Tim Mackesey

More than Meets the Eye Contact

Eye aversion, or intentional breaking of eye contact during moments of stuttering, is more than meets the eye. It is far more than just a behavior. To fully understand eye aversion it is important to examine it from several angles. These include: 1) defining appropriate eye contact, 2) the positive intention behind eye aversion, 3) the cognitive and emotional aspects of eye aversion, 4) the listener’s perception of eye aversion.

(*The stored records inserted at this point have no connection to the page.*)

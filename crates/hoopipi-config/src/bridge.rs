//! Applies a loaded [`RuntimeConfig`] onto a running [`Engine`], and takes a
//! snapshot back out for persistence. Kept separate from [`crate::runtime`]
//! so that module stays a pure serde/JSON concern.

use std::path::PathBuf;

use hoopipi_engine::stereo_mode::StereoMode;
use hoopipi_engine::Engine;

use crate::runtime::RuntimeConfig;

/// Applies every recognised option onto `engine`'s parameter plane and
/// (if present) starts loading the configured models into their slots.
/// Called once at startup after the engine is constructed (§11).
pub fn apply_to_engine(config: &RuntimeConfig, engine: &Engine) {
    let params = engine.params();

    params.left.bypass_model.set(config.bypass_model_l);
    params.right.bypass_model.set(config.bypass_model_r);

    if let Some(mode) = StereoMode::from_str_loose(&config.stereo_mode) {
        params.stereo_mode.set(mode);
    } else {
        tracing::warn!(mode = %config.stereo_mode, "unrecognised stereoMode in runtime.json; leaving default");
    }

    params.left.set_input_gain_db(config.input_gain_l);
    params.right.set_input_gain_db(config.input_gain_r);
    params.left.set_output_gain_db(config.output_gain_l);
    params.right.set_output_gain_db(config.output_gain_r);

    params.left.gate_enabled.set(config.gate_enabled_l);
    params.right.gate_enabled.set(config.gate_enabled_r);
    params.left.set_gate_threshold_db(config.gate_threshold_l);
    params.right.set_gate_threshold_db(config.gate_threshold_r);

    params.left.eq_enabled.set(config.eq_enabled_l);
    params.right.eq_enabled.set(config.eq_enabled_r);
    params.left.set_eq_bass_db(config.eq_bass_l);
    params.right.set_eq_bass_db(config.eq_bass_r);
    params.left.set_eq_mid_db(config.eq_mid_l);
    params.right.set_eq_mid_db(config.eq_mid_r);
    params.left.set_eq_treble_db(config.eq_treble_l);
    params.right.set_eq_treble_db(config.eq_treble_r);

    params.reverb.enabled.set(config.reverb_enabled);
    params.reverb.set_room_size(config.reverb_room_size);
    params.reverb.set_rt60(config.reverb_decay_time);
    params.reverb.set_dry(config.reverb_dry);
    params.reverb.set_wet(config.reverb_wet);

    params.stereo_to_mono_mix.mix_l.set(config.stereo_2_mono_mix_l.clamp(0.0, 1.0));
    params.stereo_to_mono_mix.mix_r.set(config.stereo_2_mono_mix_r.clamp(0.0, 1.0));

    params
        .backing_track_enabled_for_recording
        .set(config.backing_track_enabled_for_recording);

    if let Err(err) = engine.set_active_slot(config.active_slot) {
        tracing::warn!(error = %err, slot = config.active_slot, "invalid activeSlot in runtime.json; leaving default");
    }

    if let Some(path) = &config.slot_0_model {
        if let Err(err) = engine.load_model_async(0, PathBuf::from(path)) {
            tracing::warn!(error = %err, path, "failed to queue slot 0 model load from runtime.json");
        }
    }
    if let Some(path) = &config.slot_1_model {
        if let Err(err) = engine.load_model_async(1, PathBuf::from(path)) {
            tracing::warn!(error = %err, path, "failed to queue slot 1 model load from runtime.json");
        }
    }
}

/// Takes a snapshot of `engine`'s current parameters, preserving any
/// `extra` keys carried over from the previously loaded document.
pub fn snapshot_from_engine(engine: &Engine, extra: serde_json::Map<String, serde_json::Value>) -> RuntimeConfig {
    let params = engine.params();

    RuntimeConfig {
        active_slot: params.active_slot_index(),
        slot_0_model: engine.model_slot(0).ok().and_then(|s| s.current_path()).map(|p| p.display().to_string()),
        slot_1_model: engine.model_slot(1).ok().and_then(|s| s.current_path()).map(|p| p.display().to_string()),
        bypass_model_l: params.left.bypass_model.get(),
        bypass_model_r: params.right.bypass_model.get(),
        stereo_mode: params.stereo_mode.get().as_str().to_string(),
        input_gain_l: params.left.input_gain_db.get(),
        input_gain_r: params.right.input_gain_db.get(),
        output_gain_l: params.left.output_gain_db.get(),
        output_gain_r: params.right.output_gain_db.get(),
        gate_enabled_l: params.left.gate_enabled.get(),
        gate_enabled_r: params.right.gate_enabled.get(),
        gate_threshold_l: params.left.gate_threshold_db.get(),
        gate_threshold_r: params.right.gate_threshold_db.get(),
        eq_enabled_l: params.left.eq_enabled.get(),
        eq_enabled_r: params.right.eq_enabled.get(),
        eq_bass_l: params.left.eq_bass_db.get(),
        eq_bass_r: params.right.eq_bass_db.get(),
        eq_mid_l: params.left.eq_mid_db.get(),
        eq_mid_r: params.right.eq_mid_db.get(),
        eq_treble_l: params.left.eq_treble_db.get(),
        eq_treble_r: params.right.eq_treble_db.get(),
        reverb_enabled: params.reverb.enabled.get(),
        reverb_room_size: params.reverb.room_size.get(),
        reverb_decay_time: params.reverb.rt60_seconds.get(),
        reverb_dry: params.reverb.dry.get(),
        reverb_wet: params.reverb.wet.get(),
        stereo_2_mono_mix_l: params.stereo_to_mono_mix.mix_l.get(),
        stereo_2_mono_mix_r: params.stereo_to_mono_mix.mix_r.get(),
        backing_track_enabled_for_recording: params.backing_track_enabled_for_recording.get(),
        extra,
    }
}

#[cfg(test)]
mod tests {
    use super::*;
    use hoopipi_engine::model::NullModelLoader;
    use std::sync::Arc;

    #[test]
    fn apply_then_snapshot_round_trips_reverb_settings() {
        let engine = Engine::new(48_000.0, 512, Arc::new(NullModelLoader));
        let mut config = RuntimeConfig::default();
        config.reverb_wet = 0.77;
        config.reverb_enabled = true;
        apply_to_engine(&config, &engine);

        let snapshot = snapshot_from_engine(&engine, Default::default());
        assert_eq!(snapshot.reverb_wet, 0.77);
        assert!(snapshot.reverb_enabled);
    }

    #[test]
    fn unrecognised_stereo_mode_does_not_panic() {
        let engine = Engine::new(48_000.0, 512, Arc::new(NullModelLoader));
        let mut config = RuntimeConfig::default();
        config.stereo_mode = "Sideways".to_string();
        apply_to_engine(&config, &engine);
    }
}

First we must attempt to define appropriate eye contact. In language there is a system called pragmatics. Pragmatics is the language system that governs socially appropriate nonverbal and verbal language. This includes, but is not limited to, body posture, turn taking, ‘politeness,’ and eye contact. Appropriate eye contact does not mean staring like a deer in headlights into your listener’s eyes. In fact that is impossible because humans follow a distinct pattern of eye accessing cues as they retrieve and/or formulate information. For example, a right handed person will look up and left when accessing pictures, look up and to the right when creating pictures, look down when accessing emotions, and look left and right respectively when accessing or creating dialogue (words)*. So, there is natural and necessary eye movement when conversing. If you stutter, or provide services to those who do, you know how to recognize eye aversion.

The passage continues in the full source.